impl TemplateAuthor {
    pub fn new() -> Self {
        Self::default()
    }

    pub fn with_title(mut self, title: impl Into<String>) -> Self {
        self.title = title.into();
        self
    }

    /// Slide size in EMU.
    pub fn with_slide_size(mut self, cx: i64, cy: i64) -> Self {
        self.slide_width = cx;
        self.slide_height = cy;
        self
    }

    /// Creation timestamp written to the core properties.
    pub fn with_created(mut self, created: DateTime<Utc>) -> Self {
        self.created = created;
        self
    }

    /// Build a template holding one layout and one sample slide per
    /// definition, in order.
    ///
    /// # Errors
    /// [`OoxmlError::NoLayouts`] for an empty list, [`OoxmlError::InvalidTemplate`]
    /// for bad definitions, and [`OoxmlError::InconsistentTemplate`] when the
    /// result does not resolve to the layouts it was built from.
    pub fn build(&self, layouts: &[LayoutDefinition]) -> Result<AuthoredTemplate> {
        if layouts.is_empty() {
            return Err(OoxmlError::NoLayouts("no layout definitions given".to_string()));
        }
        for layout in layouts {
            validate_definition(layout)?;
        }

        let mut package = OpcPackage::new();
        let pres_name = PackURI::new("/ppt/presentation.xml")?;
        let master_name = PackURI::new("/ppt/slideMasters/slideMaster1.xml")?;
        let theme_name = PackURI::new("/ppt/theme/theme1.xml")?;

        let mut pres = Part::xml(pres_name.clone(), ct::PML_PRESENTATION_MAIN, String::new());
        let master_r_id = pres.rels_mut().add(rt::SLIDE_MASTER, &master_name);
        let mut master = Part::xml(master_name.clone(), ct::PML_SLIDE_MASTER, String::new());

        let mut entries = Vec::with_capacity(layouts.len());
        let mut layout_ids = Vec::with_capacity(layouts.len());
        let mut slide_ids = Vec::with_capacity(layouts.len());

        for (k, definition) in (1u32..).zip(layouts) {
            let layout_name = PackURI::new(format!("/ppt/slideLayouts/slideLayout{}.xml", k))?;
            let layout_xml = slide_layout_xml(
                &definition.name,
                definition.layout_type.as_deref(),
                &layout_shapes(definition)?,
            );

            // The sample slide copies what discovery sees as placeholders.
            let tree = scan_shapes(&layout_xml)?;
            let found = placeholders_from_tree(&tree);
            let shapes: String = found
                .iter()
                .map(|(i, _)| &layout_xml[tree.shapes[*i].span.clone()])
                .collect();
            let slide_name = slide_partname(k)?;
            let mut slide = Part::xml(slide_name.clone(), ct::PML_SLIDE, slide_xml(&definition.name, &shapes));

            let mut layout = Part::xml(layout_name.clone(), ct::PML_SLIDE_LAYOUT, layout_xml);
            layout.rels_mut().add(rt::SLIDE_MASTER, &master_name);
            slide.rels_mut().add(rt::SLIDE_LAYOUT, &layout_name);
            layout_ids.push((MIN_MASTER_ID + k, master.rels_mut().add(rt::SLIDE_LAYOUT, &layout_name)));
            slide_ids.push(SlideIdEntry {
                id: MIN_SLIDE_ID + k - 1,
                r_id: pres.rels_mut().add(rt::SLIDE, &slide_name),
            });

            let mut entry = LayoutManifestEntry::new(definition.name.clone(), k);
            entry.layout_type = definition.layout_type.clone();
            entry.default = definition.default;
            entry.placeholders = found.into_iter().map(|(_, ph)| ph).collect();
            entries.push(entry);

            package.put_part(layout);
            package.put_part(slide);
        }

        master.rels_mut().add(rt::THEME, &theme_name);
        master.set_xml(slide_master_xml(&layout_ids));
        package.put_part(master);
        package.put_part(Part::xml(theme_name.clone(), ct::OFC_THEME, theme_xml(&self.title)));

        for (name, content_type, reltype, xml) in [
            ("/ppt/presProps.xml", ct::PML_PRES_PROPS, rt::PRES_PROPS, pres_props_xml()),
            ("/ppt/viewProps.xml", ct::PML_VIEW_PROPS, rt::VIEW_PROPS, view_props_xml()),
            ("/ppt/tableStyles.xml", ct::PML_TABLE_STYLES, rt::TABLE_STYLES, table_styles_xml()),
        ] {
            let partname = PackURI::new(name)?;
            pres.rels_mut().add(reltype, &partname);
            package.put_part(Part::xml(partname, content_type, xml));
        }
        pres.rels_mut().add(rt::THEME, &theme_name);
        pres.set_xml(presentation_xml(&master_r_id, &slide_ids, self.slide_width, self.slide_height));
        package.put_part(pres);
        package.rels_mut().add(rt::OFFICE_DOCUMENT, &pres_name);

        let core_name = PackURI::new("/docProps/core.xml")?;
        let app_name = PackURI::new("/docProps/app.xml")?;
        package.put_part(Part::xml(core_name.clone(), ct::OPC_CORE_PROPERTIES, core_xml(&self.title, self.created)));
        package.put_part(Part::xml(app_name.clone(), ct::OFC_EXTENDED_PROPERTIES, app_xml(layouts.len())));
        package.rels_mut().add(rt::CORE_PROPERTIES, &core_name);
        package.rels_mut().add(rt::EXTENDED_PROPERTIES, &app_name);

        let manifest = LayoutManifest::new(entries);
        manifest.validate()?;
        check_self_consistency(&package, &manifest)?;

        log::debug!("authored template '{}' with {} layouts", self.title, manifest.len());
        Ok(AuthoredTemplate { package, manifest })
    }
}

fn validate_definition(layout: &LayoutDefinition) -> Result<()> {
    let invalid = |what: String| OoxmlError::InvalidTemplate(format!("layout '{}': {}", layout.name, what));

    if layout.name.trim().is_empty() {
        return Err(invalid("empty layout name".to_string()));
    }
    for spec in &layout.placeholders {
        if spec.ph_type.is_empty() {
            return Err(invalid("placeholder without a type".to_string()));
        }
        if spec.geometry.cx < 0 || spec.geometry.cy < 0 {
            return Err(invalid(format!("negative size on {} placeholder", spec.ph_type)));
        }
        if let Some(color) = &spec.color {
            if !is_rgb(color) {
                return Err(invalid(format!("color '{}' is not RRGGBB", color)));
            }
        }
    }
    for decoration in &layout.decorations {
        if !is_rgb(&decoration.fill) {
            return Err(invalid(format!("fill '{}' is not RRGGBB", decoration.fill)));
        }
    }
    Ok(())
}

fn is_rgb(value: &str) -> bool {
    value.len() == 6 && value.bytes().all(|b| b.is_ascii_hexdigit())
}

/// Serialized shapes of a layout: decorations first, then placeholders.
fn layout_shapes(layout: &LayoutDefinition) -> Result<String> {
    let mut xml = String::new();
    let mut next_id = 2u32;

    for decoration in &layout.decorations {
        let Geometry { x, y, cx, cy } = decoration.geometry;
        let _ = write!(
            xml,
            concat!(
                r#"<p:sp><p:nvSpPr><p:cNvPr id="{}" name="{}"/><p:cNvSpPr/><p:nvPr/></p:nvSpPr>"#,
                r#"<p:spPr><a:xfrm><a:off x="{}" y="{}"/><a:ext cx="{}" cy="{}"/></a:xfrm><a:prstGeom prst="rect"><a:avLst/></a:prstGeom>"#,
                r#"<a:solidFill><a:srgbClr val="{}"/></a:solidFill><a:ln><a:noFill/></a:ln></p:spPr></p:sp>"#,
            ),
            next_id,
            escape_xml(&decoration.name),
            x,
            y,
            cx,
            cy,
            decoration.fill.to_ascii_uppercase()
        );
        next_id += 1;
    }

    for spec in &layout.placeholders {
        xml.push_str(&placeholder_shape(next_id, spec));
        next_id += 1;
    }
    Ok(xml)
}

fn placeholder_shape(id: u32, spec: &PlaceholderSpec) -> String {
    let name = spec.name.clone().unwrap_or_else(|| {
        let kind = if spec.is_textbox() { "TextBox" } else { "Placeholder" };
        format!("{} {}", kind, id - 1)
    });

    let mut xml = String::with_capacity(512);
    let _ = write!(xml, r#"<p:sp><p:nvSpPr><p:cNvPr id="{}" name="{}"/>"#, id, escape_xml(&name));
    if spec.is_textbox() {
        xml.push_str(r#"<p:cNvSpPr txBox="1"/><p:nvPr/></p:nvSpPr>"#);
    } else {
        xml.push_str(r#"<p:cNvSpPr><a:spLocks noGrp="1"/></p:cNvSpPr><p:nvPr>"#);
        let _ = write!(xml, r#"<p:ph type="{}""#, escape_xml(&spec.ph_type));
        if let Some(idx) = spec.idx {
            let _ = write!(xml, r#" idx="{}""#, idx);
        }
        xml.push_str("/></p:nvPr></p:nvSpPr>");
    }

    let Geometry { x, y, cx, cy } = spec.geometry;
    let _ = write!(
        xml,
        r#"<p:spPr><a:xfrm><a:off x="{}" y="{}"/><a:ext cx="{}" cy="{}"/></a:xfrm><a:prstGeom prst="rect"><a:avLst/></a:prstGeom>"#,
        x, y, cx, cy
    );
    if spec.is_textbox() {
        xml.push_str("<a:noFill/>");
    }
    xml.push_str("</p:spPr>");

    xml.push_str(r#"<p:txBody><a:bodyPr wrap="square"/><a:lstStyle/>"#);
    let p_pr = paragraph_properties(spec);
    let r_pr = run_properties(spec);
    if spec.text.is_empty() {
        let _ = write!(xml, "<a:p>{}</a:p>", p_pr);
    }
    for line in spec.text.lines() {
        let _ = write!(
            xml,
            "<a:p>{}<a:r>{}<a:t>{}</a:t></a:r></a:p>",
            p_pr,
            r_pr,
            escape_xml(line)
        );
    }
    xml.push_str("</p:txBody></p:sp>");
    xml
}

fn paragraph_properties(spec: &PlaceholderSpec) -> String {
    if spec.align.is_none() && !spec.no_bullets {
        return String::new();
    }
    let mut xml = String::from("<a:pPr");
    if spec.no_bullets {
        xml.push_str(r#" marL="0" indent="0""#);
    }
    if let Some(align) = spec.align {
        let _ = write!(xml, r#" algn="{}""#, align.as_ooxml());
    }
    if spec.no_bullets {
        xml.push_str("><a:buNone/></a:pPr>");
    } else {
        xml.push_str("/>");
    }
    xml
}

fn run_properties(spec: &PlaceholderSpec) -> String {
    let mut xml = String::from(r#"<a:rPr lang="en-US""#);
    if let Some(points) = spec.font_size {
        let _ = write!(xml, r#" sz="{}""#, points * 100);
    }
    xml.push_str(r#" dirty="0""#);
    match &spec.color {
        Some(color) => {
            let _ = write!(
                xml,
                r#"><a:solidFill><a:srgbClr val="{}"/></a:solidFill></a:rPr>"#,
                color.to_ascii_uppercase()
            );
        },
        None => xml.push_str("/>"),
    }
    xml
}

/// Resolve the built package heuristically and compare with `manifest`.
fn check_self_consistency(package: &OpcPackage, manifest: &LayoutManifest) -> Result<()> {
    let resolved = LayoutStrategy::Heuristic.resolve(package)?;
    if resolved.len() != manifest.len() {
        return Err(OoxmlError::InconsistentTemplate(format!(
            "{} layouts authored, {} discovered",
            manifest.len(),
            resolved.len()
        )));
    }
    for (authored, found) in manifest.layouts.iter().zip(resolved.iter()) {
        let same = authored.name == found.name
            && authored.source_slide == found.source_slide
            && authored.layout_type == found.layout_type
            && authored.placeholders == found.placeholders;
        if !same {
            return Err(OoxmlError::InconsistentTemplate(format!(
                "layout '{}' resolves as '{}' on slide {}",
                authored.name, found.name, found.source_slide
            )));
        }
    }
    Ok(())
}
::::
Return exactly, and only, the lines from the start of the listing through the line with "self.created = created;".

impl TemplateAuthor {
    pub fn new() -> Self {
        Self::default()
    }

    pub fn with_title(mut self, title: impl Into<String>) -> Self {
        self.title = title.into();
        self
    }

    /// Slide size in EMU.
    pub fn with_slide_size(mut self, cx: i64, cy: i64) -> Self {
        self.slide_width = cx;
        self.slide_height = cy;
        self
    }

    /// Creation timestamp written to the core properties.
    pub fn with_created(mut self, created: DateTime<Utc>) -> Self {
        self.created = created;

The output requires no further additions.